The Caenorhabditis elegans sex-determining gene
tra-2 promotes female development and expresses 4.7-, 1.9- and 1.8-kb mRNAs. The 4.7-kb mRNA encodes the major feminizing activity of the locus, a predicted membrane receptor that mediates cell-to-cell communication, named TRA-2A. The
tra-2 gene was characterized from a close relative, C. briggsae. The
Cb-tra-2 gene expresses only a 4.7-kb mRNA and alternatively spliced variants, which encode TRA-2A homologues. The Cb-TRA-2A and Ce-TRA-2A sequences are highly diverged, sharing only 43% identity, although their hydropathy profiles remain remarkably similar. Three potential regulatory sites of
Ce-tra-2 activity were previously identified by analyzing
tra-2(eg),
tra-2(gf), and
tra-2(mx) mutations.
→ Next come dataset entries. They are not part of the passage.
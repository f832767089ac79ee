//! Memoization of extraction results keyed by `(url, selector)`.

use std::collections::HashMap;
use std::sync::Mutex;
use std::time::{Duration, Instant};

use super::ExtractError;

#[derive(Debug, Clone)]
struct Entry {
    value: Option<String>,
    stored_at: Instant,
}

/// Thread-safe extraction cache.
///
/// Holds successful values and selector misses. Transient failures are
/// never stored so the next request tries again.
#[derive(Debug, Default)]
pub struct ExtractionCache {
    entries: Mutex<HashMap<(String, String), Entry>>,
    ttl: Option<Duration>,
}

impl ExtractionCache {
    /// Create a cache. `ttl` of `None` keeps entries until the process ends.
    pub fn new(ttl: Option<Duration>) -> Self {
        Self {
            entries: Mutex::new(HashMap::new()),
            ttl,
        }
    }

    /// Look up a cached outcome.
    pub fn get(&self, url: &str, selector: &str) -> Option<Result<String, ExtractError>> {
        let mut entries = self.entries.lock().unwrap_or_else(|e| e.into_inner());
        let key = (url.to_string(), selector.to_string());
        let entry = entries.get(&key)?;

        if let Some(ttl) = self.ttl {
            if entry.stored_at.elapsed() > ttl {
                entries.remove(&key);
                return None;
            }
        }

        Some(entry.value.clone().ok_or(ExtractError::NoMatch))
    }

    /// Store an outcome if it is cacheable.
    pub fn put(&self, url: &str, selector: &str, outcome: &Result<String, ExtractError>) {
        let value = match outcome {
            Ok(value) => Some(value.clone()),
            Err(ExtractError::NoMatch) => None,
            Err(_) => return,
        };

        let mut entries = self.entries.lock().unwrap_or_else(|e| e.into_inner());
        entries.insert(
            (url.to_string(), selector.to_string()),
            Entry {
                value,
                stored_at: Instant::now(),
            },
        );
    }

    /// Number of cached entries.
    pub fn len(&self) -> usize {
        self.entries.lock().unwrap_or_else(|e| e.into_inner()).len()
    }

    /// Whether the cache is empty.
    pub fn is_empty(&self) -> bool {
        self.len() == 0
    }
}
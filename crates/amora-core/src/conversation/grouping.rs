//! Date-based grouping of the conversation log.
//!
//! Grouping is a pure query over the message sequence: it is recomputed on
//! demand and never stored, so repeated invocations over the same input
//! always yield the same buckets.

use chrono::{Datelike, Local, NaiveDate};
use std::collections::HashMap;

use super::message::Message;

/// A date-keyed, order-preserving partition of the message sequence.
#[derive(Debug, Clone, PartialEq)]
pub struct DateBucket {
    /// Local calendar date shared by every message in the bucket.
    pub date: NaiveDate,
    /// Messages for that date, in original relative order.
    pub messages: Vec<Message>,
}

/// Partitions messages into buckets keyed by their local calendar date.
///
/// Buckets are enumerated in the order their dates first appear in the
/// input; a later message revisiting an earlier date is appended to the
/// existing bucket without moving it.
pub fn group_by_date(messages: &[Message]) -> Vec<DateBucket> {
    let mut buckets: Vec<DateBucket> = Vec::new();
    let mut index_by_date: HashMap<NaiveDate, usize> = HashMap::new();

    for message in messages {
        let date = local_date(message);
        match index_by_date.get(&date) {
            Some(&i) => buckets[i].messages.push(message.clone()),
            None => {
                index_by_date.insert(date, buckets.len());
                buckets.push(DateBucket {
                    date,
                    messages: vec![message.clone()],
                });
            }
        }
    }

    buckets
}

/// Returns the human-readable label for a bucket date.
///
/// "Today" and "Yesterday" for the obvious cases, otherwise a short
/// month-day string; the year is appended only when it differs from the
/// current one.
pub fn date_label(date: NaiveDate) -> String {
    date_label_from(date, Local::now().date_naive())
}

/// Same as [`date_label`], with "today" fixed by the caller.
pub fn date_label_from(date: NaiveDate, today: NaiveDate) -> String {
    if date == today {
        return "Today".to_string();
    }
    if Some(date) == today.pred_opt() {
        return "Yesterday".to_string();
    }
    if date.year() == today.year() {
        date.format("%b %-d").to_string()
    } else {
        date.format("%b %-d, %Y").to_string()
    }
}

/// Returns true when the message at `index` ends a run of consecutive
/// messages from the same sender within its bucket.
///
/// The presentation layer uses this to decide where an avatar or sender
/// marker belongs. Out-of-range indices are never run terminals.
pub fn ends_sender_run(messages: &[Message], index: usize) -> bool {
    if index >= messages.len() {
        return false;
    }
    match messages.get(index + 1) {
        Some(next) => messages[index].sender != next.sender,
        None => true,
    }
}

fn local_date(message: &Message) -> NaiveDate {
    message.timestamp.with_timezone(&Local).date_naive()
}
//! Relationship meter models.

use serde::{Deserialize, Serialize};

/// Upper bound of the relationship level.
pub const MAX_LEVEL: u8 = 100;

/// Named tier derived from the relationship level.
#[derive(Debug, Clone, Copy, PartialEq, Eq, Serialize, Deserialize)]
#[serde(rename_all = "snake_case")]
pub enum Standing {
    New,
    Acquaintance,
    Friend,
    CloseFriend,
}

impl std::fmt::Display for Standing {
    fn fmt(&self, f: &mut std::fmt::Formatter<'_>) -> std::fmt::Result {
        match self {
            Standing::New => write!(f, "new"),
            Standing::Acquaintance => write!(f, "acquaintance"),
            Standing::Friend => write!(f, "friend"),
            Standing::CloseFriend => write!(f, "close_friend"),
        }
    }
}

/// Tracks the relationship level with the partner.
///
/// Every successfully delivered user message raises the level by 2, capped
/// at [`MAX_LEVEL`]. The level never decreases.
#[derive(Debug, Clone, Copy, PartialEq, Eq, Serialize, Deserialize)]
pub struct RelationshipMeter {
    level: u8,
}

impl RelationshipMeter {
    /// Creates a meter at the given starting level, clamped to the cap.
    pub fn new(initial_level: u8) -> Self {
        Self {
            level: initial_level.min(MAX_LEVEL),
        }
    }

    /// Records one successfully delivered message and returns the new level.
    pub fn record_delivery(&mut self) -> u8 {
        self.level = self.level.saturating_add(2).min(MAX_LEVEL);
        self.level
    }

    /// The current level, in `0..=100`.
    pub fn level(&self) -> u8 {
        self.level
    }

    /// The named tier for the current level.
    pub fn standing(&self) -> Standing {
        match self.level {
            0..=9 => Standing::New,
            10..=34 => Standing::Acquaintance,
            35..=69 => Standing::Friend,
            _ => Standing::CloseFriend,
        }
    }
}

impl Default for RelationshipMeter {
    fn default() -> Self {
        Self::new(0)
    }
}

#[cfg(test)]
mod tests {
    use super::*;

    #[test]
    fn test_record_delivery_adds_two() {
        let mut meter = RelationshipMeter::new(35);
        assert_eq!(meter.record_delivery(), 37);
        assert_eq!(meter.level(), 37);
    }

    #[test]
    fn test_level_caps_at_max() {
        let mut meter = RelationshipMeter::new(99);
        assert_eq!(meter.record_delivery(), 100);
        assert_eq!(meter.record_delivery(), 100);
    }

    #[test]
    fn test_initial_level_is_clamped() {
        let meter = RelationshipMeter::new(200);
        assert_eq!(meter.level(), MAX_LEVEL);
    }

    #[test]
    fn test_standing_tiers() {
        assert_eq!(RelationshipMeter::new(0).standing(), Standing::New);
        assert_eq!(
            RelationshipMeter::new(10).standing(),
            Standing::Acquaintance
        );
        assert_eq!(RelationshipMeter::new(35).standing(), Standing::Friend);
        assert_eq!(
            RelationshipMeter::new(70).standing(),
            Standing::CloseFriend
        );
    }

    #[test]
    fn test_standing_display() {
        assert_eq!(Standing::CloseFriend.to_string(), "close_friend");
    }
}
use std::collections::HashMap;
use std::sync::{Arc, Mutex};

use tokio::sync::{RwLock, mpsc};
use tokio::task::JoinHandle;
use uuid::Uuid;

use amora_core::conversation::{
    ConversationLog, DateBucket, DeliveryStatus, Message, group_by_date,
};
use amora_core::error::{AmoraError, Result};
use amora_core::notification::{NotificationEntry, NotificationKind, NotificationQueue};
use amora_core::relationship::RelationshipMeter;
use amora_core::reply::ReplyGenerator;

use super::config::{SessionConfig, opening_script};
use super::event::SessionEvent;

/// Mutable state of one conversation, guarded by a single lock.
struct SessionState {
    log: ConversationLog,
    notifications: NotificationQueue,
    relationship: RelationshipMeter,
    generator: ReplyGenerator,
    closed: bool,
}

/// The two deferred actions scheduled for one submitted message.
///
/// Delivery and reply are independent timers, not a chain, so teardown can
/// cancel either without the other having fired.
struct MessageTimers {
    delivery: JoinHandle<()>,
    reply: JoinHandle<()>,
}

/// Composition root for one active conversation.
///
/// `Session` is responsible for:
/// - Appending user submissions and scheduling their delivery/reply timers
/// - Advancing notification lifetimes on a fixed tick
/// - Emitting [`SessionEvent`]s to the presentation layer
/// - Cancelling every outstanding timer on [`close`](Self::close) or drop
///
/// All state transitions happen under one `RwLock`; timer callbacks that
/// find the session closed, or their message no longer in the expected
/// state, are silent no-ops.
pub struct Session {
    config: SessionConfig,
    state: Arc<RwLock<SessionState>>,
    timers: Arc<Mutex<HashMap<Uuid, MessageTimers>>>,
    background: Mutex<Vec<JoinHandle<()>>>,
    events: mpsc::UnboundedSender<SessionEvent>,
}

impl Session {
    /// Starts a session and returns it together with the event stream the
    /// presentation layer should consume.
    ///
    /// Must be called within a tokio runtime; the session spawns its
    /// notification ticker (and check-in timer, when configured) here.
    pub fn start(config: SessionConfig) -> (Self, mpsc::UnboundedReceiver<SessionEvent>) {
        let (events, receiver) = mpsc::unbounded_channel();

        let log = if config.seed_opening {
            ConversationLog::from_messages(opening_script(chrono::Utc::now()))
        } else {
            ConversationLog::new()
        };

        let state = Arc::new(RwLock::new(SessionState {
            log,
            notifications: NotificationQueue::new(),
            relationship: RelationshipMeter::new(config.initial_relationship_level),
            generator: ReplyGenerator::new(),
            closed: false,
        }));

        let session = Self {
            config,
            state,
            timers: Arc::new(Mutex::new(HashMap::new())),
            background: Mutex::new(Vec::new()),
            events,
        };

        session.spawn_notification_ticker();
        session.spawn_check_in_timer();

        tracing::debug!(
            "[Session] Started session with partner '{}'",
            session.config.partner_name
        );

        (session, receiver)
    }

    /// Appends a user message and schedules its delivery and reply timers.
    ///
    /// Validation is synchronous: rejected input leaves the log, the
    /// notification set, and the timer map untouched.
    ///
    /// # Errors
    ///
    /// Returns [`AmoraError::InvalidInput`] for whitespace-only text and
    /// [`AmoraError::InvalidState`] once the session is closed.
    pub async fn submit_message(&self, text: &str) -> Result<Message> {
        let message = {
            let mut state = self.state.write().await;
            if state.closed {
                return Err(AmoraError::invalid_state("session is closed"));
            }

            let message = state.log.submit(text)?;
            self.emit(SessionEvent::MessagesChanged {
                messages: state.log.messages().to_vec(),
            });
            message
        };

        self.schedule_message_timers(message.id, message.text.clone());
        Ok(message)
    }

    /// Removes a notification immediately. Unknown ids are a no-op.
    pub async fn dismiss_notification(&self, id: Uuid) {
        let mut state = self.state.write().await;
        if state.notifications.dismiss(id).is_some() {
            self.emit(SessionEvent::NotificationsChanged {
                notifications: state.notifications.entries().to_vec(),
            });
        }
    }

    /// Freezes a notification's lifetime accrual. Unknown ids are a no-op.
    pub async fn pause_notification(&self, id: Uuid) {
        self.state.write().await.notifications.pause(id);
    }

    /// Resumes a notification's lifetime accrual. Unknown ids are a no-op.
    pub async fn resume_notification(&self, id: Uuid) {
        self.state.write().await.notifications.resume(id);
    }

    /// Accepts the check-in reminder and enqueues the matching notification.
    pub async fn begin_check_in(&self) {
        let mut state = self.state.write().await;
        if state.closed {
            return;
        }

        state.notifications.enqueue(
            format!("Starting conversation with {}", self.config.partner_name),
            NotificationKind::Info,
            Some(self.config.notification_duration_ms),
        );
        self.emit(SessionEvent::NotificationsChanged {
            notifications: state.notifications.entries().to_vec(),
        });
    }

    /// The full ordered message sequence.
    pub async fn messages(&self) -> Vec<Message> {
        self.state.read().await.log.messages().to_vec()
    }

    /// The message sequence partitioned into date buckets, computed on read.
    pub async fn grouped_messages(&self) -> Vec<DateBucket> {
        group_by_date(self.state.read().await.log.messages())
    }

    /// The active notification entries, in insertion order.
    pub async fn notifications(&self) -> Vec<NotificationEntry> {
        self.state.read().await.notifications.entries().to_vec()
    }

    /// The current relationship level.
    pub async fn relationship_level(&self) -> u8 {
        self.state.read().await.relationship.level()
    }

    /// Marks the session closed and cancels every outstanding timer.
    ///
    /// Idempotent; a closed session rejects submissions and lets scheduled
    /// callbacks die silently.
    pub async fn close(&self) {
        {
            let mut state = self.state.write().await;
            if state.closed {
                return;
            }
            state.closed = true;
        }
        self.abort_all();
        tracing::debug!("[Session] Closed, all timers cancelled");
    }

    /// Schedules the two independent deferred actions for one message.
    fn schedule_message_timers(&self, id: Uuid, text: String) {
        let duration_ms = self.config.notification_duration_ms;

        let delivery = {
            let state = Arc::clone(&self.state);
            let events = self.events.clone();
            let delay = self.config.delivery_delay;
            tokio::spawn(async move {
                tokio::time::sleep(delay).await;

                let mut state = state.write().await;
                if state.closed {
                    return;
                }
                match state.log.mark_delivered(id) {
                    Ok(()) => {
                        let level = state.relationship.record_delivery();
                        state.notifications.enqueue(
                            "Message sent successfully",
                            NotificationKind::Success,
                            Some(duration_ms),
                        );
                        let _ = events.send(SessionEvent::MessagesChanged {
                            messages: state.log.messages().to_vec(),
                        });
                        let _ = events.send(SessionEvent::NotificationsChanged {
                            notifications: state.notifications.entries().to_vec(),
                        });
                        let _ = events.send(SessionEvent::RelationshipChanged { level });
                    }
                    Err(e) => {
                        tracing::debug!(
                            "[Session] Delivery timer fired for stale message {id}: {e}"
                        );
                    }
                }
            })
        };

        let reply = {
            let state = Arc::clone(&self.state);
            let timers = Arc::clone(&self.timers);
            let events = self.events.clone();
            let delay = self.config.delivery_delay + self.config.reply_delay;
            tokio::spawn(async move {
                tokio::time::sleep(delay).await;

                {
                    let mut state = state.write().await;
                    if state.closed {
                        return;
                    }

                    // Delivery is a prerequisite for replying.
                    let delivered = state
                        .log
                        .get(id)
                        .is_some_and(|m| m.status == Some(DeliveryStatus::Delivered));
                    if !delivered {
                        tracing::debug!(
                            "[Session] Reply timer fired for undelivered message {id}"
                        );
                    } else {
                        let reply_text = state.generator.generate(&text).to_string();
                        state.log.append_reply(reply_text);
                        if let Err(e) = state.log.mark_acknowledged(id) {
                            tracing::debug!(
                                "[Session] Could not acknowledge message {id}: {e}"
                            );
                        }
                        let _ = events.send(SessionEvent::MessagesChanged {
                            messages: state.log.messages().to_vec(),
                        });
                    }
                }

                // Both timers for this message are spent.
                timers.lock().unwrap().remove(&id);
            })
        };

        self.timers
            .lock()
            .unwrap()
            .insert(id, MessageTimers { delivery, reply });
    }

    fn spawn_notification_ticker(&self) {
        let state = Arc::clone(&self.state);
        let events = self.events.clone();
        let tick = self.config.notification_tick;
        let delta_ms = tick.as_millis() as u64;

        let handle = tokio::spawn(async move {
            let mut ticker = tokio::time::interval(tick);
            // The first tick completes immediately; skip it so no elapsed
            // time is credited at t=0.
            ticker.tick().await;

            loop {
                ticker.tick().await;

                let mut state = state.write().await;
                if state.closed {
                    break;
                }
                let removals = state.notifications.tick_all(delta_ms);
                if !removals.is_empty() {
                    let _ = events.send(SessionEvent::NotificationsChanged {
                        notifications: state.notifications.entries().to_vec(),
                    });
                }
            }
        });

        self.background.lock().unwrap().push(handle);
    }

    fn spawn_check_in_timer(&self) {
        let Some(delay) = self.config.check_in_delay else {
            return;
        };

        let state = Arc::clone(&self.state);
        let events = self.events.clone();
        let partner_name = self.config.partner_name.clone();

        let handle = tokio::spawn(async move {
            tokio::time::sleep(delay).await;

            if state.read().await.closed {
                return;
            }
            let _ = events.send(SessionEvent::CheckInDue { partner_name });
        });

        self.background.lock().unwrap().push(handle);
    }

    fn emit(&self, event: SessionEvent) {
        let _ = self.events.send(event);
    }

    fn abort_all(&self) {
        let mut timers = self.timers.lock().unwrap();
        for (_, timer) in timers.drain() {
            timer.delivery.abort();
            timer.reply.abort();
        }
        drop(timers);

        let mut background = self.background.lock().unwrap();
        for handle in background.drain(..) {
            handle.abort();
        }
    }
}

impl Drop for Session {
    fn drop(&mut self) {
        // A discarded session must not leave timers mutating freed state.
        self.abort_all();
    }
}
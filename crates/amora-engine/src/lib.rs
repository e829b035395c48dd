//! Amora session runtime.
//!
//! Orchestrates the pure `amora-core` components for one active
//! conversation: timer-driven delivery and reply progression, notification
//! lifetimes, and the event stream a presentation layer consumes. All
//! delayed effects are named, cancellable tokio tasks owned by the
//! [`Session`](session::Session); tearing a session down cancels them
//! deterministically.

pub mod session;

pub use session::{Session, SessionConfig, SessionEvent};
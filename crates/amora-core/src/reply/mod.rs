//! Pattern-matched reply generation.
//!
//! Replies are produced by finite pattern matching over the input text, not
//! by any model inference. The rules form an ordered table evaluated
//! top-to-bottom; the first rule with a matching keyword wins, so precedence
//! is explicit and independently testable. Each rule maps to exactly one
//! canned reply, keeping `generate` deterministic for a fixed table.

use serde::{Deserialize, Serialize};

/// A single (keywords, reply) rule in the reply table.
#[derive(Debug, Clone, PartialEq, Eq, Serialize, Deserialize)]
pub struct ReplyRule {
    /// Stable identifier of the rule (e.g. "greeting").
    pub id: String,
    /// Keywords matched case-insensitively as substrings of the input.
    pub keywords: Vec<String>,
    /// The canned reply returned when this rule matches.
    pub reply: String,
}

impl ReplyRule {
    /// Creates a new rule.
    pub fn new(
        id: impl Into<String>,
        keywords: &[&str],
        reply: impl Into<String>,
    ) -> Self {
        Self {
            id: id.into(),
            keywords: keywords.iter().map(|k| k.to_string()).collect(),
            reply: reply.into(),
        }
    }

    /// Returns true if any keyword occurs in the lowercased input.
    fn matches(&self, lowercased_input: &str) -> bool {
        self.keywords
            .iter()
            .any(|keyword| lowercased_input.contains(keyword.as_str()))
    }
}

/// Returns the default reply rules, in priority order.
///
/// Priority: greeting → well-being question → positive sentiment →
/// negative sentiment. Anything else falls through to the generator's
/// fallback reply.
pub fn default_rules() -> Vec<ReplyRule> {
    vec![
        ReplyRule::new(
            "greeting",
            &["hello", "hi"],
            "Hi there! It's wonderful to hear from you. How's your day going?",
        ),
        ReplyRule::new(
            "well-being-question",
            &["how are you"],
            "I'm here and happy to chat with you! I've been thinking about you. How have you been feeling?",
        ),
        ReplyRule::new(
            "positive-sentiment",
            &["good", "great", "well"],
            "That's wonderful to hear! I'm glad things are going well for you. Anything exciting you'd like to share?",
        ),
        ReplyRule::new(
            "negative-sentiment",
            &["bad", "sad", "tired"],
            "I'm sorry to hear that. Remember that I'm always here for you. Would you like to talk about what's bothering you?",
        ),
    ]
}

/// Reply used when no rule matches.
pub const DEFAULT_FALLBACK: &str = "Thanks for sharing that with me! I'm always here to listen and chat whenever you need me. What else is on your mind?";

/// Deterministic reply generator over an ordered rule table.
#[derive(Debug, Clone)]
pub struct ReplyGenerator {
    rules: Vec<ReplyRule>,
    fallback: String,
}

impl Default for ReplyGenerator {
    fn default() -> Self {
        Self {
            rules: default_rules(),
            fallback: DEFAULT_FALLBACK.to_string(),
        }
    }
}

impl ReplyGenerator {
    /// Creates a generator with the default rule table.
    pub fn new() -> Self {
        Self::default()
    }

    /// Creates a generator with a custom rule table and fallback.
    pub fn with_rules(rules: Vec<ReplyRule>, fallback: impl Into<String>) -> Self {
        Self {
            rules,
            fallback: fallback.into(),
        }
    }

    /// Returns the first rule matching the input, if any.
    pub fn matched_rule(&self, input: &str) -> Option<&ReplyRule> {
        let lowercased = input.to_lowercase();
        self.rules.iter().find(|rule| rule.matches(&lowercased))
    }

    /// Produces the reply for the given input. Never fails; inputs matching
    /// no rule receive the fallback reply.
    pub fn generate(&self, input: &str) -> &str {
        self.matched_rule(input)
            .map(|rule| rule.reply.as_str())
            .unwrap_or(self.fallback.as_str())
    }

    /// The rule table in evaluation order.
    pub fn rules(&self) -> &[ReplyRule] {
        &self.rules
    }
}

#[cfg(test)]
mod tests {
    use super::*;

    #[test]
    fn test_default_rules_order() {
        let rules = default_rules();
        let ids: Vec<&str> = rules.iter().map(|r| r.id.as_str()).collect();
        assert_eq!(
            ids,
            vec![
                "greeting",
                "well-being-question",
                "positive-sentiment",
                "negative-sentiment"
            ]
        );
    }

    #[test]
    fn test_generate_is_deterministic() {
        let generator = ReplyGenerator::new();
        let first = generator.generate("Hello!").to_string();
        let second = generator.generate("Hello!").to_string();
        assert_eq!(first, second);
    }

    #[test]
    fn test_matching_is_case_insensitive() {
        let generator = ReplyGenerator::new();
        assert_eq!(
            generator.matched_rule("HELLO THERE").unwrap().id,
            "greeting"
        );
    }

    #[test]
    fn test_earlier_rule_wins() {
        let generator = ReplyGenerator::new();
        // Matches both "hi" and "tired"; greeting is evaluated first.
        let rule = generator.matched_rule("hi, I'm so tired").unwrap();
        assert_eq!(rule.id, "greeting");
    }

    #[test]
    fn test_each_rule_family_matches() {
        let generator = ReplyGenerator::new();
        assert_eq!(generator.matched_rule("hello").unwrap().id, "greeting");
        assert_eq!(
            generator.matched_rule("so, how are you?").unwrap().id,
            "well-being-question"
        );
        assert_eq!(
            generator.matched_rule("today was great").unwrap().id,
            "positive-sentiment"
        );
        assert_eq!(
            generator.matched_rule("feeling sad").unwrap().id,
            "negative-sentiment"
        );
    }

    #[test]
    fn test_unmatched_input_gets_fallback() {
        let generator = ReplyGenerator::new();
        assert!(generator.matched_rule("xyzzy").is_none());
        assert_eq!(generator.generate("xyzzy"), DEFAULT_FALLBACK);
    }

    #[test]
    fn test_custom_rule_table() {
        let generator = ReplyGenerator::with_rules(
            vec![ReplyRule::new("ping", &["ping"], "pong")],
            "default",
        );
        assert_eq!(generator.generate("ping?"), "pong");
        assert_eq!(generator.generate("hello"), "default");
    }
}
//! Session configuration and the scripted opening conversation.

use std::time::Duration;

use chrono::{DateTime, Utc};

use amora_core::conversation::{DeliveryStatus, Message};

/// Tuning knobs for one [`Session`](super::Session).
///
/// Every delay is explicit so tests can shrink them; the defaults mirror the
/// product behavior.
#[derive(Debug, Clone)]
pub struct SessionConfig {
    /// Display name of the scripted partner.
    pub partner_name: String,
    /// Delay between submission and delivery confirmation.
    pub delivery_delay: Duration,
    /// Further delay between delivery and the partner's reply.
    pub reply_delay: Duration,
    /// Delay before the check-in reminder fires; `None` disables it.
    pub check_in_delay: Option<Duration>,
    /// Interval at which notification elapsed time is advanced.
    pub notification_tick: Duration,
    /// Lifetime budget of notifications the session enqueues.
    pub notification_duration_ms: u64,
    /// Relationship level the session starts at.
    pub initial_relationship_level: u8,
    /// Whether to seed the log with the scripted opening conversation.
    pub seed_opening: bool,
}

impl Default for SessionConfig {
    fn default() -> Self {
        Self {
            partner_name: "Olivia".to_string(),
            delivery_delay: Duration::from_millis(800),
            reply_delay: Duration::from_millis(1500),
            check_in_delay: Some(Duration::from_secs(5)),
            notification_tick: Duration::from_millis(100),
            notification_duration_ms: 3000,
            initial_relationship_level: 35,
            seed_opening: true,
        }
    }
}

/// Returns the scripted opening conversation, anchored at `now`.
///
/// The user's line is already acknowledged; it belongs to a past exchange.
pub fn opening_script(now: DateTime<Utc>) -> Vec<Message> {
    let yesterday = now - chrono::Duration::hours(24);

    vec![
        Message::partner("Hi there! I'm your AI partner. How are you feeling today?")
            .at(yesterday),
        Message::user("I'm good, thanks for asking! Just a bit tired from work.")
            .with_status(DeliveryStatus::Acknowledged)
            .at(yesterday + chrono::Duration::minutes(5)),
        Message::partner(
            "I'm sorry to hear that. Work can be exhausting sometimes. \
             Is there anything I can help with to make your day better?",
        )
        .at(yesterday + chrono::Duration::minutes(10)),
        Message::partner(
            "Good morning! How did you sleep? I hope you're feeling refreshed today 😊",
        )
        .at(now),
    ]
}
Two of these sites, the EG site and MX region, are conserved in
Cb-tra-2. By contrast, the two direct repeat elements in the
Ce-tra-2 3' untranslated region, which are disrupted in
tra-2(gf) mutants, are absent. Injection of
Cb-tra-2 antisense RNA into C.briggsae mimics the
Ce-tra-2 loss-of-function phenotype. Thus, antisense RNA permits studies of gene activity in nematodes that lack extensive genetics.